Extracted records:
BEGIN
//! Error types for buffer read/write operations.

use std::fmt;

/// Result type for result-style reads.
pub type ReadResult<T> = Result<T, ReadError>;

/// Result type for result-style writes.
pub type WriteResult<T> = Result<T, WriteError>;

/// Errors reported by result-style (`try_*`) reads.
#[derive(Debug, Clone, Copy, PartialEq, Eq, Hash)]
#[cfg_attr(feature = "serde", derive(serde::Serialize, serde::Deserialize))]
pub enum ReadError {
    /// Not enough bytes remain to decode the value.
    InsufficientBuffer,

    /// A position computation overflowed or points past the end of the buffer.
    InvalidPositionOffset,
}

/// Errors reported by result-style (`try_*`) writes.
#[derive(Debug, Clone, Copy, PartialEq, Eq, Hash)]
#[cfg_attr(feature = "serde", derive(serde::Serialize, serde::Deserialize))]
pub enum WriteError {
    /// Not enough bytes remain to encode the value.
    InsufficientBuffer,

    /// A position computation overflowed or points past the end of the buffer.
    InvalidPositionOffset,
}

impl fmt::Display for ReadError {
    fn fmt(&self, f: &mut fmt::Formatter<'_>) -> fmt::Result {
        match self {
            Self::InsufficientBuffer => write!(f, "insufficient buffer space for read"),
            Self::InvalidPositionOffset => write!(f, "invalid position offset for read"),
        }
    }
}

impl fmt::Display for WriteError {
    fn fmt(&self, f: &mut fmt::Formatter<'_>) -> fmt::Result {
        match self {
            Self::InsufficientBuffer => write!(f, "insufficient buffer space for write"),
            Self::InvalidPositionOffset => write!(f, "invalid position offset for write"),
        }
    }
}

impl std::error::Error for ReadError {}

impl std::error::Error for WriteError {}

/// Returns the slice starting at `position`, rejecting overflowing or
/// out-of-range offsets before any length comparison for the payload.
pub(crate) const fn checked_offset(
    position: usize,
    byte_count: usize,
    len: usize,
) -> Result<usize, ReadError> {
    if position.checked_add(byte_count).is_none() || position > len {
        return Err(ReadError::InvalidPositionOffset);
    }
    Ok(position)
}

impl From<ReadError> for WriteError {
    fn from(err: ReadError) -> Self {
        match err {
            ReadError::InsufficientBuffer => Self::InsufficientBuffer,
            ReadError::InvalidPositionOffset => Self::InvalidPositionOffset,
        }
    }
}

/// Panics with a message describing a failed panic-style read.
#[cold]
#[track_caller]
pub(crate) fn read_failed(err: ReadError, needed: usize, available: usize) -> ! {
    panic!("{err}: need {needed} bytes, {available} available")
}

/// Panics with a message describing a failed panic-style write.
#[cold]
#[track_caller]
pub(crate) fn write_failed(err: WriteError, needed: usize, available: usize) -> ! {
    panic!("{err}: need {needed} bytes, {available} available")
}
END
Reproduce every record, matching each line exactly.

▶ **ANSWER TO THIS TASK**
//! Error types for buffer read/write operations.

use std::fmt;

/// Result type for result-style reads.
pub type ReadResult<T> = Result<T, ReadError>;

/// Result type for result-style writes.
pub type WriteResult<T> = Result<T, WriteError>;

/// Errors reported by result-style (`try_*`) reads.
#[derive(Debug, Clone, Copy, PartialEq, Eq, Hash)]
#[cfg_attr(feature = "serde", derive(serde::Serialize, serde::Deserialize))]
pub enum ReadError {
    /// Not enough bytes remain to decode the value.
    InsufficientBuffer,

    /// A position computation overflowed or points past the end of the buffer.
    InvalidPositionOffset,
}

/// Errors reported by result-style (`try_*`) writes.
#[derive(Debug, Clone, Copy, PartialEq, Eq, Hash)]
#[cfg_attr(feature = "serde", derive(serde::Serialize, serde::Deserialize))]
pub enum WriteError {
    /// Not enough bytes remain to encode the value.
    InsufficientBuffer,

    /// A position computation overflowed or points past the end of the buffer.
    InvalidPositionOffset,
}

impl fmt::Display for ReadError {
    fn fmt(&self, f: &mut fmt::Formatter<'_>) -> fmt::Result {
        match self {
            Self::InsufficientBuffer => write!(f, "insufficient buffer space for read"),
            Self::InvalidPositionOffset => write!(f, "invalid position offset for read"),
        }
    }
}

impl fmt::Display for WriteError {
    fn fmt(&self, f: &mut fmt::Formatter<'_>) -> fmt::Result {
        match self {
            Self::InsufficientBuffer => write!(f, "insufficient buffer space for write"),
            Self::InvalidPositionOffset => write!(f, "invalid position offset for write"),
        }
    }
}

impl std::error::Error for ReadError {}

impl std::error::Error for WriteError {}

/// Returns the slice starting at `position`, rejecting overflowing or
/// out-of-range offsets before any length comparison for the payload.
pub(crate) const fn checked_offset(
    position: usize,
    byte_count: usize,
    len: usize,
) -> Result<usize, ReadError> {
    if position.checked_add(byte_count).is_none() || position > len {
        return Err(ReadError::InvalidPositionOffset);
    }
    Ok(position)
}

impl From<ReadError> for WriteError {
    fn from(err: ReadError) -> Self {
        match err {
            ReadError::InsufficientBuffer => Self::InsufficientBuffer,
            ReadError::InvalidPositionOffset => Self::InvalidPositionOffset,
        }
    }
}

/// Panics with a message describing a failed panic-style read.
#[cold]
#[track_caller]
pub(crate) fn read_failed(err: ReadError, needed: usize, available: usize) -> ! {
    panic!("{err}: need {needed} bytes, {available} available")
}

/// Panics with a message describing a failed panic-style write.
#[cold]
#[track_caller]
pub(crate) fn write_failed(err: WriteError, needed: usize, available: usize) -> ! {
    panic!("{err}: need {needed} bytes, {available} available")
}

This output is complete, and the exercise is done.